There are two major subgenres in puzzle games: things falling down (Puyo Puyo! or the seminal Tetris) and things switching places. While such simplicity should be boring (and in most other videogame genres, probably would be), in a puzzle game it's almost beautiful in a Shakespearean sonnet sort of way. With only a few basic rules, a good puzzler is both comfortable and pushy. We know how it works, yet in its familiarity it asks us to do better. Can we get a combo of three instead of just two? Can we move faster? Can we get 100,000 points and a free continue? If puzzle games are measured by their ability to make us ask more of ourselves, then Zooo for the Game Boy Advance does its job pretty well.
Zooo is a "things switching places" sort of puzzler. Players must capture animals by lining up at least three of the same kind of creature—three lions, three elephants, etc. Lines can be either vertical or horizontal; they're formed by flipping two animals that are right next to each other. Anybody who's played Bejeweled knows this drill, but the game is no less fun for that.
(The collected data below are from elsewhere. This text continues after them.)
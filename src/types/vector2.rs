use std::fmt;
use std::ops::{Add, Div, Mul, Neg, Sub};
use std::os::raw::c_float;

use types::{component_range_panic, float_hash};

/// Mirror of the native `aiVector2D`. Field order and size are part of the
/// ABI: importer-owned buffers are reinterpreted in place as slices of this
/// type.
#[repr(C, packed)]
#[derive(Clone, Copy, Debug, Default, PartialEq)]
pub struct Vector2D {
    pub x: c_float,
    pub y: c_float,
}

impl Vector2D {
    pub fn new(x: f32, y: f32) -> Vector2D {
        Vector2D { x, y }
    }

    /// Rewrites both components.
    pub fn set(&mut self, x: f32, y: f32) {
        self.x = x;
        self.y = y;
    }

    /// Component at `index` (0 = x, 1 = y). Panics outside `0..2`.
    pub fn get(&self, index: usize) -> f32 {
        match index {
            0 => self.x,
            1 => self.y,
            _ => component_range_panic("Vector2D", index),
        }
    }

    /// Writes the component at `index` (0 = x, 1 = y). Panics outside `0..2`.
    pub fn set_component(&mut self, index: usize, value: f32) {
        match index {
            0 => self.x = value,
            1 => self.y = value,
            _ => component_range_panic("Vector2D", index),
        }
    }

    /// Euclidean length, computed in single precision.
    pub fn length(&self) -> f32 {
        self.length_squared().sqrt()
    }

    /// Squared length; cheaper than `length` for comparisons.
    pub fn length_squared(&self) -> f32 {
        let Vector2D { x, y } = *self;
        x * x + y * y
    }

    pub fn dot(&self, other: &Vector2D) -> f32 {
        let Vector2D { x, y } = *self;
        x * other.x + y * other.y
    }

    /// Scales the vector in place to unit length by multiplying with the
    /// reciprocal of the current length. A zero-length vector propagates the
    /// IEEE infinity/NaN results, there is no guard.
    pub fn normalize(&mut self) {
        let inv_length = 1.0 / self.length();
        self.x *= inv_length;
        self.y *= inv_length;
    }

    /// Negates both components in place. The unary `-` operator is the pure
    /// counterpart that leaves the receiver untouched.
    pub fn negate(&mut self) {
        self.x = -self.x;
        self.y = -self.y;
    }

    /// Wrapping sum of the per-component hash codes. Equal vectors hash
    /// equal; no further distribution guarantees.
    pub fn hash_code(&self) -> i32 {
        let Vector2D { x, y } = *self;
        float_hash(x).wrapping_add(float_hash(y))
    }
}

impl Add for Vector2D {
    type Output = Vector2D;

    fn add(self, rhs: Vector2D) -> Vector2D {
        Vector2D::new(self.x + rhs.x, self.y + rhs.y)
    }
}

impl Sub for Vector2D {
    type Output = Vector2D;

    fn sub(self, rhs: Vector2D) -> Vector2D {
        Vector2D::new(self.x - rhs.x, self.y - rhs.y)
    }
}

impl Mul for Vector2D {
    type Output = Vector2D;

    fn mul(self, rhs: Vector2D) -> Vector2D {
        Vector2D::new(self.x * rhs.x, self.y * rhs.y)
    }
}

impl Mul<f32> for Vector2D {
    type Output = Vector2D;

    fn mul(self, scalar: f32) -> Vector2D {
        Vector2D::new(self.x * scalar, self.y * scalar)
    }
}

impl Mul<Vector2D> for f32 {
    type Output = Vector2D;

    fn mul(self, v: Vector2D) -> Vector2D {
        Vector2D::new(v.x * self, v.y * self)
    }
}

impl Div for Vector2D {
    type Output = Vector2D;

    fn div(self, rhs: Vector2D) -> Vector2D {
        Vector2D::new(self.x / rhs.x, self.y / rhs.y)
    }
}

impl Div<f32> for Vector2D {
    type Output = Vector2D;

    fn div(self, divisor: f32) -> Vector2D {
        Vector2D::new(self.x / divisor, self.y / divisor)
    }
}

impl Neg for Vector2D {
    type Output = Vector2D;

    fn neg(self) -> Vector2D {
        Vector2D::new(-self.x, -self.y)
    }
}

impl fmt::Display for Vector2D {
    fn fmt(&self, f: &mut fmt::Formatter) -> fmt::Result {
        let Vector2D { x, y } = *self;
        write!(f, "{{X:{} Y:{}}}", x, y)
    }
}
Of course, players who only concentrate on getting three animals in a row will get nowhere fast. Combos can be chained together as right angles (i.e. five animals arranged in both a vertical and horizontal row), or by simply letting the lines of falling animals work their magic. Sometimes a flashing "Special Panel" falls on the screen; clicking it makes all the animals of one type disappear from the board. Also, in every level there is a designated "lucky animal" that's worth double points and does a cute dance on the left side of the screen whenever it gets caught. If the player gets stuck, there's a stock of "binoculars" to help spot possible moves.
Aside from the main game, where players must capture a certain number of animals before time runs out to move on to the next level, here are several game modes in Zooo. They include Score Attack (play in a six-minute time limit), Score Attack (get 200,000 points), Tokoton (where the player moves to the next level by capturing 100 of one kind of animal), and Quest (where each level has its own mission, whether to "Get 70 animals!" or "Get the Special Panel to the bottom!"
I like Zooo. It's got few rules, cute characters and a soundtrack that isn't half bad. But liking a puzzle game isn't enough for me to spend money on it. With so many puzzlers available online, why should I pay $20 for something I can get for free? To turn a profit in this day and age, a puzzle game needs to be divine—and Zooo, unfortunately, is just a diversion.